Definitely read Cory’s whole article, as it has great implications for filmmakers looking to extend their universe beyond a single product (i.e. film) or wanting to encourage collaboration among the community, but in a nutshell, Doctrow lays it out:
what if there was a mark that indicated that the creator hadn’t endorsed a product, but was still splitting the take with the upstream licensor. For example, if you wanted to make your own 3D modelled action figures derived from one of my novels and offer them for sale, you wouldn’t need to get my permission – you could just add the ‘‘no endorsement’’ mark to the product and send me a fixed percentage of the gross. Ideally, this would be a high percentage without being punitive, say 25%.

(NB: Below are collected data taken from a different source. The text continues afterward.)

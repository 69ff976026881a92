#![forbid(unsafe_code)]

#[cfg(test)]
mod tests;

use std::fmt;
use std::fs;
use std::path::{Path, PathBuf};
use std::str::FromStr;
use std::time::Duration;

use anyhow::{Context as _, anyhow};
use serde::Deserialize;
use slackbot_platform::SecretString;
use thiserror::Error;
use tracing::level_filters::LevelFilter;
use tracing::{info, warn};
use url::Url;

pub const CONFIG_PATH_ENV: &str = "SLACKBOT_CONFIG";

const DEFAULT_MAX_CONNECT_ATTEMPTS: u32 = 3;
const DEFAULT_RESPONDER_URL: &str = "http://localhost:5000/converse";
const DEFAULT_CLOSE_TIMEOUT_MS: u64 = 1000;
const DEFAULT_HTTP_TIMEOUT_SECS: u64 = 10;

#[derive(Debug, Error)]
pub enum ConfigError {
	#[error("missing required setting {0}")]
	Missing(&'static str),

	#[error("invalid value for {key}: {reason}")]
	Invalid { key: &'static str, reason: String },

	#[error("failed to load config file {}", .path.display())]
	File {
		path: PathBuf,
		#[source]
		source: anyhow::Error,
	},
}

/// Minimum log severity.
#[derive(Debug, Clone, Copy, PartialEq, Eq, Default)]
pub enum LogLevel {
	Debug,
	#[default]
	Info,
	Warn,
	Error,
}

impl LogLevel {
	pub fn as_str(self) -> &'static str {
		match self {
			Self::Debug => "debug",
			Self::Info => "info",
			Self::Warn => "warn",
			Self::Error => "error",
		}
	}
}

impl From<LogLevel> for LevelFilter {
	fn from(level: LogLevel) -> Self {
		match level {
			LogLevel::Debug => LevelFilter::DEBUG,
			LogLevel::Info => LevelFilter::INFO,
			LogLevel::Warn => LevelFilter::WARN,
			LogLevel::Error => LevelFilter::ERROR,
		}
	}
}

impl fmt::Display for LogLevel {
	fn fmt(&self, f: &mut fmt::Formatter<'_>) -> fmt::Result {
		f.write_str(self.as_str())
	}
}

impl FromStr for LogLevel {
	type Err = String;

	fn from_str(s: &str) -> Result<Self, Self::Err> {
		match s.trim().to_ascii_lowercase().as_str() {
			"debug" => Ok(Self::Debug),
			"info" => Ok(Self::Info),
			"warn" | "warning" => Ok(Self::Warn),
			"error" => Ok(Self::Error),
			other => Err(format!("unknown log level {other:?} (expected debug|info|warn|error)")),
		}
	}
}

/// Something the environment layer did to the file settings.
///
/// Config is loaded before the tracing subscriber exists, so these are kept on `BotConfig` and
/// logged by `main` afterwards.
#[derive(Debug, Clone, PartialEq, Eq)]
pub enum ConfigNotice {
	Overridden(&'static str),
	Ignored { key: &'static str, value: String },
}

impl ConfigNotice {
	pub fn log(&self) {
		match self {
			Self::Overridden(key) => info!(key = *key, "config value overridden by env"),
			Self::Ignored { key, value } => warn!(key = *key, value = %value, "ignoring unrecognized env value"),
		}
	}
}

/// Validated bot configuration.
#[derive(Debug, Clone)]
pub struct BotConfig {
	/// Slack Web API base, e.g. `https://slack.com/api/`.
	pub api_url: Url,
	/// App-level token used for `apps.connections.open`.
	pub app_token: SecretString,
	/// Bot token used for everything else.
	pub bot_token: SecretString,
	pub max_connect_attempts: u32,
	pub debug_reconnects: bool,
	pub log_level: LogLevel,
	pub responder_url: Url,
	/// How long the close handshake waits for the pipeline to drain.
	pub close_timeout: Duration,
	pub http_timeout: Duration,
	/// Optional metrics exporter bind address (host:port).
	pub metrics_bind: Option<String>,
	pub notices: Vec<ConfigNotice>,
}

/// Default config path: `$SLACKBOT_CONFIG`, else `~/.slackbot/config.toml`.
pub fn default_config_path() -> anyhow::Result<PathBuf> {
	if let Ok(v) = std::env::var(CONFIG_PATH_ENV)
		&& !v.trim().is_empty()
	{
		return Ok(PathBuf::from(v.trim()));
	}
	let home = dirs::home_dir().ok_or_else(|| anyhow!("could not determine home directory"))?;
	Ok(home.join(".slackbot").join("config.toml"))
}

/// Load from TOML at `path` plus process environment overrides.
pub fn load_config_from_path(path: &Path) -> Result<BotConfig, ConfigError> {
	load_config_with_env(path, |key| std::env::var(key).ok())
}

/// Same as `load_config_from_path` with an explicit environment lookup.
pub fn load_config_with_env<F>(path: &Path, env: F) -> Result<BotConfig, ConfigError>
where
	F: Fn(&str) -> Option<String>,
{
	let file_cfg = read_file_config(path).map_err(|source| ConfigError::File {
		path: path.to_path_buf(),
		source,
	})?;

	let mut raw = RawConfig::from_file(file_cfg);
	apply_env_overrides(&mut raw, env);
	raw.validate()
}

#[derive(Debug, Clone, Default, Deserialize)]
struct FileConfig {
	#[serde(default)]
	slack: FileSlackSettings,

	#[serde(default)]
	responder: FileResponderSettings,

	#[serde(default)]
	runtime: FileRuntimeSettings,
}

#[derive(Debug, Clone, Default, Deserialize)]
struct FileSlackSettings {
	api_url: Option<String>,
	app_token: Option<String>,
	bot_token: Option<String>,
	max_connect_attempts: Option<u32>,
	debug_reconnects: Option<bool>,
}

#[derive(Debug, Clone, Default, Deserialize)]
struct FileResponderSettings {
	url: Option<String>,
}

#[derive(Debug, Clone, Default, Deserialize)]
struct FileRuntimeSettings {
	log_level: Option<String>,
	close_timeout_ms: Option<u64>,
	http_timeout_secs: Option<u64>,
	metrics_bind: Option<String>,
}

/// Merged but unvalidated settings; numbers stay textual so bad env values can be reported.
#[derive(Debug, Clone, Default)]
struct RawConfig {
	api_url: Option<String>,
	app_token: Option<String>,
	bot_token: Option<String>,
	max_connect_attempts: Option<String>,
	debug_reconnects: bool,
	log_level: Option<String>,
	responder_url: Option<String>,
	close_timeout_ms: Option<String>,
	http_timeout_secs: Option<String>,
	metrics_bind: Option<String>,
	notices: Vec<ConfigNotice>,
}

fn non_empty(v: Option<String>) -> Option<String> {
	v.map(|s| s.trim().to_string()).filter(|s| !s.is_empty())
}

impl RawConfig {
	fn from_file(file: FileConfig) -> Self {
		Self {
			api_url: non_empty(file.slack.api_url),
			app_token: non_empty(file.slack.app_token),
			bot_token: non_empty(file.slack.bot_token),
			max_connect_attempts: file.slack.max_connect_attempts.map(|v| v.to_string()),
			debug_reconnects: file.slack.debug_reconnects.unwrap_or(false),
			log_level: non_empty(file.runtime.log_level),
			responder_url: non_empty(file.responder.url),
			close_timeout_ms: file.runtime.close_timeout_ms.map(|v| v.to_string()),
			http_timeout_secs: file.runtime.http_timeout_secs.map(|v| v.to_string()),
			metrics_bind: non_empty(file.runtime.metrics_bind),
			notices: Vec::new(),
		}
	}

	fn validate(self) -> Result<BotConfig, ConfigError> {
		let api_url = self.api_url.ok_or(ConfigError::Missing("SLACK_API_URL"))?;
		let app_token = self.app_token.ok_or(ConfigError::Missing("SLACK_APP_TOKEN"))?;
		let bot_token = self.bot_token.ok_or(ConfigError::Missing("SLACK_BOT_TOKEN"))?;

		let max_connect_attempts = match self.max_connect_attempts {
			Some(v) => match v.parse::<u32>() {
				Ok(n) if n >= 1 => n,
				Ok(_) => {
					return Err(ConfigError::Invalid {
						key: "MAX_CONNECT_ATTEMPTS",
						reason: "must be at least 1".to_string(),
					});
				}
				Err(e) => {
					return Err(ConfigError::Invalid {
						key: "MAX_CONNECT_ATTEMPTS",
						reason: format!("{v:?}: {e}"),
					});
				}
			},
			None => DEFAULT_MAX_CONNECT_ATTEMPTS,
		};

		let log_level = match self.log_level {
			Some(v) => v
				.parse::<LogLevel>()
				.map_err(|reason| ConfigError::Invalid { key: "LOG_LEVEL", reason })?,
			None => LogLevel::default(),
		};

		let close_timeout_ms = parse_u64("CLOSE_TIMEOUT_MS", self.close_timeout_ms, DEFAULT_CLOSE_TIMEOUT_MS)?;
		let http_timeout_secs = parse_u64("HTTP_TIMEOUT_SECS", self.http_timeout_secs, DEFAULT_HTTP_TIMEOUT_SECS)?;
		if http_timeout_secs == 0 {
			return Err(ConfigError::Invalid {
				key: "HTTP_TIMEOUT_SECS",
				reason: "must be at least 1".to_string(),
			});
		}

		Ok(BotConfig {
			api_url: parse_url("SLACK_API_URL", &api_url)?,
			app_token: SecretString::new(app_token),
			bot_token: SecretString::new(bot_token),
			max_connect_attempts,
			debug_reconnects: self.debug_reconnects,
			log_level,
			responder_url: parse_url(
				"RESPONDER_URL",
				self.responder_url.as_deref().unwrap_or(DEFAULT_RESPONDER_URL),
			)?,
			close_timeout: Duration::from_millis(close_timeout_ms),
			http_timeout: Duration::from_secs(http_timeout_secs),
			metrics_bind: self.metrics_bind,
			notices: self.notices,
		})
	}
}

fn parse_u64(key: &'static str, v: Option<String>, default: u64) -> Result<u64, ConfigError> {
	match v {
		Some(v) => v.parse::<u64>().map_err(|e| ConfigError::Invalid {
			key,
			reason: format!("{v:?}: {e}"),
		}),
		None => Ok(default),
	}
}

fn parse_url(key: &'static str, v: &str) -> Result<Url, ConfigError> {
	let url = Url::parse(v).map_err(|e| ConfigError::Invalid {
		key,
		reason: format!("{v:?}: {e}"),
	})?;
	match url.scheme() {
		"http" | "https" => Ok(url),
		other => Err(ConfigError::Invalid {
			key,
			reason: format!("unsupported scheme {other:?}"),
		}),
	}
}

const FLAG_ON: [&str; 4] = ["1", "true", "yes", "on"];
const FLAG_OFF: [&str; 4] = ["0", "false", "no", "off"];

fn parse_flag(v: &str) -> Option<bool> {
	let v = v.trim();
	if FLAG_ON.iter().any(|w| v.eq_ignore_ascii_case(w)) {
		Some(true)
	} else if FLAG_OFF.iter().any(|w| v.eq_ignore_ascii_case(w)) {
		Some(false)
	} else {
		None
	}
}

/// A missing file yields the empty layer.
fn read_file_config(path: &Path) -> anyhow::Result<FileConfig> {
	let raw = match fs::read_to_string(path) {
		Ok(s) => s,
		Err(e) if e.kind() == std::io::ErrorKind::NotFound => return Ok(FileConfig::default()),
		Err(e) => return Err(anyhow::Error::new(e).context("read config file")),
	};
	toml::from_str(&raw).context("parse TOML")
}

struct EnvLayer<F> {
	env: F,
	notices: Vec<ConfigNotice>,
}

impl<F> EnvLayer<F>
where
	F: Fn(&str) -> Option<String>,
{
	fn get(&self, key: &str) -> Option<String> {
		non_empty((self.env)(key))
	}

	fn apply(&mut self, key: &'static str, slot: &mut Option<String>) {
		if let Some(v) = self.get(key) {
			*slot = Some(v);
			self.notices.push(ConfigNotice::Overridden(key));
		}
	}
}

fn apply_env_overrides<F>(cfg: &mut RawConfig, env: F)
where
	F: Fn(&str) -> Option<String>,
{
	let mut layer = EnvLayer {
		env,
		notices: Vec::new(),
	};

	layer.apply("SLACK_API_URL", &mut cfg.api_url);
	layer.apply("SLACK_APP_TOKEN", &mut cfg.app_token);
	layer.apply("SLACK_BOT_TOKEN", &mut cfg.bot_token);
	layer.apply("MAX_CONNECT_ATTEMPTS", &mut cfg.max_connect_attempts);

	const DEBUG_KEY: &str = "DEBUG_WEBSOCKET_RECONNECTS";
	if let Some(v) = layer.get(DEBUG_KEY) {
		match parse_flag(&v) {
			Some(enabled) => {
				cfg.debug_reconnects = enabled;
				layer.notices.push(ConfigNotice::Overridden(DEBUG_KEY));
			}
			None => layer.notices.push(ConfigNotice::Ignored { key: DEBUG_KEY, value: v }),
		}
	}

	layer.apply("LOG_LEVEL", &mut cfg.log_level);
	layer.apply("RESPONDER_URL", &mut cfg.responder_url);
	layer.apply("CLOSE_TIMEOUT_MS", &mut cfg.close_timeout_ms);
	layer.apply("HTTP_TIMEOUT_SECS", &mut cfg.http_timeout_secs);
	layer.apply("METRICS_BIND", &mut cfg.metrics_bind);

	cfg.notices.append(&mut layer.notices);
}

Here’s how that could work: tens, hundreds or thousands of fans with interesting ideas for commercially adapting my works could create as many products as they could imagine and offer them for sale through i.Materialise or Shapeways. There’s no cost – apart from time – associated with this step. No one has to guess how many of these products the market will demand and produce and warehouse them in anticipation of demand. Each product bears the ‘‘no endorsement’’ mark, which tells you, the buyer, that I haven’t reviewed or approved of the product, and if it’s tasteless or stupid or ugly, it’s no reflection of my own ideas. This relieves me of the duty to bless or damn the enthusiastic creations of my fans.
But it also cuts me in for a piece of the action should a fan hit on a win. If your action figure hits the jackpot and generates lots of orders, I get paid, too. At any time, we have the option of renegotiating the deal: ‘‘You’re selling so many of these things, why don’t we knock my take back to ten percent and see if we can’t get more customers in the door?’’ Setting the initial royalty high creates an incentive to come to me for a better deal for really successful projects.